Taking Action
An Essay by Marion Winik

audio Listen to Winik's essay.

Sept. 13, 2001 -- How does this sound? "Mothers Against Symbolism;" "Mothers Against Religion and Ideology;" "Mothers Against the Afterlife;" and, finally, "Mothers Against Indiscriminate Revenge?"

"Mothers Against Symbolism" is dedicated to the proposition that the World Trade Center was a building, not a symbol of American power or riches or world domination. It was a big building full of people. So, for that matter, was the Pentagon.

If the terrorists wanted to destroy a symbol, they should have gone for the Statue of Liberty -- at night. They could have paint-balled the Washington Monument. But even if they destroyed those symbols, they could not have destroyed the ideas they stand for. What can be destroyed are buildings and people, and that's what they have done.

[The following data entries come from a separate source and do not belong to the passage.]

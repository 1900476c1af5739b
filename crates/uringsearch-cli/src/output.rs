//! Output formatting for CLI.

use std::time::Duration;

use clap::ValueEnum;
use serde::Serialize;
use uringsearch_core::{BaselineReport, Capability, LatencySummary, SearchOutcome, SearchReport};

/// Output format selection.
#[derive(Debug, Clone, Copy, ValueEnum, Default)]
pub enum OutputFormat {
    /// Human-readable text.
    #[default]
    Text,
    /// JSON output.
    Json,
    /// Raw values (for scripting).
    Raw,
}

/// Milliseconds with microsecond precision
pub fn ms(d: Duration) -> String {
    format!("{:.3} ms", d.as_secs_f64() * 1e3)
}

fn capability(c: &Capability) -> String {
    match c {
        Capability::NotRequested => "off".into(),
        Capability::Active => "on".into(),
        Capability::Unavailable { reason } => format!("unavailable ({reason})"),
    }
}

fn print_outcome(target: u64, outcome: SearchOutcome) {
    match outcome {
        SearchOutcome::Found { byte_offset } => println!(
            "Found value {target} at offset {byte_offset} (element index {})",
            byte_offset / uringsearch_core::ELEMENT_WIDTH
        ),
        SearchOutcome::NotFound => println!("Value {target} not found"),
    }
}

fn print_raw(outcome: SearchOutcome) {
    match outcome.byte_offset() {
        Some(offset) => println!("{offset}"),
        None => println!("-1"),
    }
}

fn print_json<T: Serialize>(value: &T) -> anyhow::Result<()> {
    println!("{}", serde_json::to_string_pretty(value)?);
    Ok(())
}

/// Print an io_uring engine report.
pub fn engine_report(report: &SearchReport, format: OutputFormat) -> anyhow::Result<()> {
    match format {
        OutputFormat::Json => return print_json(report),
        OutputFormat::Raw => print_raw(report.outcome),
        OutputFormat::Text => {
            print_outcome(report.target, report.outcome);
            let s = &report.stats;
            println!("Search statistics (io_uring):");
            println!("  Total time:          {}", ms(s.elapsed));
            println!("  Rounds:              {} ({} stalled)", s.rounds, s.stalled_rounds);
            println!("  Probes issued:       {} ({} failed)", s.probes_issued, s.failed_probes);
            println!("  Linear scan:         {} elements", s.linear_scan_elements);
            println!("  Readahead hints:     {}", s.prefetch_hints);
            println!("  Bytes read:          {}", s.bytes_read);
            println!("  Avg time per read:   {}", ms(s.avg_time_per_read()));
            println!("  SQ polling:          {}", capability(&report.capabilities.polling));
            println!("  Registered buffers:  {}", capability(&report.capabilities.zero_copy));
        }
    }
    Ok(())
}

/// Print a memory-mapped baseline report.
pub fn baseline_report(
    target: u64,
    report: &BaselineReport,
    format: OutputFormat,
) -> anyhow::Result<()> {
    match format {
        OutputFormat::Json => {
            #[derive(Serialize)]
            struct Tagged<'a> {
                target: u64,
                #[serde(flatten)]
                report: &'a BaselineReport,
            }
            return print_json(&Tagged { target, report });
        }
        OutputFormat::Raw => print_raw(report.outcome),
        OutputFormat::Text => {
            print_outcome(target, report.outcome);
            println!("Search statistics (mmap, {} thread(s)):", report.threads);
            println!("  Total time:          {}", ms(report.elapsed));
            println!("  Comparisons:         {}", report.comparisons);
        }
    }
    Ok(())
}

/// Aggregate results of `uringsearch bench`.
#[derive(Debug, Serialize)]
pub struct BenchSummary {
    pub implementation: String,
    pub iterations: usize,
    pub found: usize,
    pub bytes_read: u64,
    pub latency: LatencySummary,
}

/// Print a benchmark summary.
pub fn bench_summary(summary: &BenchSummary, format: OutputFormat) -> anyhow::Result<()> {
    let l = &summary.latency;
    match format {
        OutputFormat::Json => return print_json(summary),
        OutputFormat::Raw => {
            println!(
                "{} {} {} {} {} {}",
                l.min.as_nanos(),
                l.mean.as_nanos(),
                l.p50.as_nanos(),
                l.p95.as_nanos(),
                l.p99.as_nanos(),
                l.max.as_nanos()
            );
        }
        OutputFormat::Text => {
            println!("uringsearch benchmark ({})", summary.implementation);
            println!("{}", "=".repeat(40));
            println!("Searches:   {} ({} found)", summary.iterations, summary.found);
            println!("Bytes read: {}", summary.bytes_read);
            println!();
            println!("{:<8} {:>14}", "Stat", "Latency");
            println!("{}", "-".repeat(23));
            let rows = [
                ("min", l.min),
                ("mean", l.mean),
                ("p50", l.p50),
                ("p95", l.p95),
                ("p99", l.p99),
                ("max", l.max),
            ];
            for (name, value) in rows {
                println!("{name:<8} {:>14}", ms(value));
            }
        }
    }
    Ok(())
}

"To me, any ideology or religious belief that makes something more important than human life is anti-sacred, and I am against it"

Marion Winik

By this act, the terrorists have destroyed what is most sacred to me -- that is, human life. To me, any ideology or religious belief that makes something more important than human life is anti-sacred, and I am against it. If the belief in an afterlife makes people more inclined to kill and die, I am against that, too.

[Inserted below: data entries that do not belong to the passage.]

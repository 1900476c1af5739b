//! Search results and per-search counters.

use std::time::Duration;

use serde::Serialize;

use crate::device::CapabilityReport;
use crate::interval::{SearchInterval, ELEMENT_WIDTH};
use crate::strategy::RoundStrategy;

/// Result of one search.
#[derive(Debug, Clone, Copy, PartialEq, Eq, Serialize)]
#[serde(tag = "result", rename_all = "snake_case")]
pub enum SearchOutcome {
    /// The target is at `byte_offset` (a multiple of the element width).
    Found {
        /// Byte offset of the matching element.
        byte_offset: u64,
    },
    /// The target is not in the array.
    NotFound,
}

impl SearchOutcome {
    /// Outcome for a match at element `index`
    pub fn found_at(index: u64) -> Self {
        Self::Found { byte_offset: index * ELEMENT_WIDTH }
    }

    /// True if the target was located
    pub fn is_found(&self) -> bool {
        matches!(self, Self::Found { .. })
    }

    /// Byte offset of the match
    pub fn byte_offset(&self) -> Option<u64> {
        match self {
            Self::Found { byte_offset } => Some(*byte_offset),
            Self::NotFound => None,
        }
    }

    /// Element index of the match
    pub fn index(&self) -> Option<u64> {
        self.byte_offset().map(|offset| offset / ELEMENT_WIDTH)
    }
}

/// Counters gathered while a search runs.
#[derive(Debug, Clone, Default, PartialEq, Eq, Serialize)]
pub struct SearchStats {
    /// Probes submitted to the device
    pub probes_issued: u64,
    /// Probes that completed with an error or short read
    pub failed_probes: u64,
    /// Probe rounds plus the final linear scan, if any
    pub rounds: u32,
    /// Rounds in which no probe produced a value
    pub stalled_rounds: u32,
    /// Elements read by the linear-scan fallback
    pub linear_scan_elements: u64,
    /// Readahead hints issued
    pub prefetch_hints: u32,
    /// Bytes transferred by probes and range reads
    pub bytes_read: u64,
    /// Wall time from open to result
    pub elapsed: Duration,
}

impl SearchStats {
    /// Probe reads plus the range read, if one happened
    pub fn reads(&self) -> u64 {
        self.probes_issued + u64::from(self.linear_scan_elements > 0)
    }

    /// Mean wall time per read
    pub fn avg_time_per_read(&self) -> Duration {
        match u32::try_from(self.reads()) {
            Ok(0) => Duration::ZERO,
            Ok(n) => self.elapsed / n,
            Err(_) => Duration::from_secs_f64(self.elapsed.as_secs_f64() / self.reads() as f64),
        }
    }

    pub(crate) fn record_probes(&mut self, issued: usize, failed: usize) {
        self.probes_issued += issued as u64;
        self.failed_probes += failed as u64;
        self.bytes_read += (issued - failed) as u64 * ELEMENT_WIDTH;
    }

    pub(crate) fn record_scan(&mut self, interval: SearchInterval) {
        self.linear_scan_elements += interval.len();
        self.bytes_read += interval.byte_len();
    }
}

/// One round of the search, as it was executed.
#[derive(Debug, Clone, Copy, PartialEq, Eq, Serialize)]
pub struct RoundRecord {
    /// Interval at the start of the round
    pub interval: SearchInterval,
    /// What the round did
    pub strategy: RoundStrategy,
    /// Probes submitted (0 for a linear scan)
    pub probes: usize,
    /// Probes that produced a value
    pub valid: usize,
}

/// Everything a search produced.
#[derive(Debug, Clone, Serialize)]
pub struct SearchReport {
    /// Target that was searched for
    pub target: u64,
    /// Found or not found
    pub outcome: SearchOutcome,
    /// Counters
    pub stats: SearchStats,
    /// Features the device actually ran with
    pub capabilities: CapabilityReport,
    /// Round trace, in order
    pub rounds: Vec<RoundRecord>,
}

impl SearchReport {
    /// True if a requested device feature was refused
    pub fn is_degraded(&self) -> bool {
        self.capabilities.is_degraded()
    }
}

At the college where I teach, people are walking around with red eyes and broken hearts asking each other, 'Did you lose someone?' For so many of us, the answer is, 'no, but yes.' As members of what turns out to be an American family, we are wondering, 'Who is going to read the bedtime stories? Who is going to kiss the boo-boos?' Even, 'Who is going to walk the dog?' Not to mention, 'Who is going to explain all this?'

This is why people are waiting for hours to give blood, why former New Yorkers like myself keep feeling we need to go home and help clean up; why almost no one can think without tears of the children of New York and Washington, of the husbands and wives of the flight crews, the passengers with the cell phones in their hands.

I beg our president: Please, for God's sake, don't kill any more innocent people. Don't attempt to relieve our suffering by spreading it. Don't make our freedom the equivalent of whatever those conspirators believed in. Families in Kabul are no more guilty of this crime than families here in Glen Rock, Penn. And we are all part of a bigger family, a world family. I do not mean this in a symbolic way.

Marion Winik is a writer living in Pennsylvania.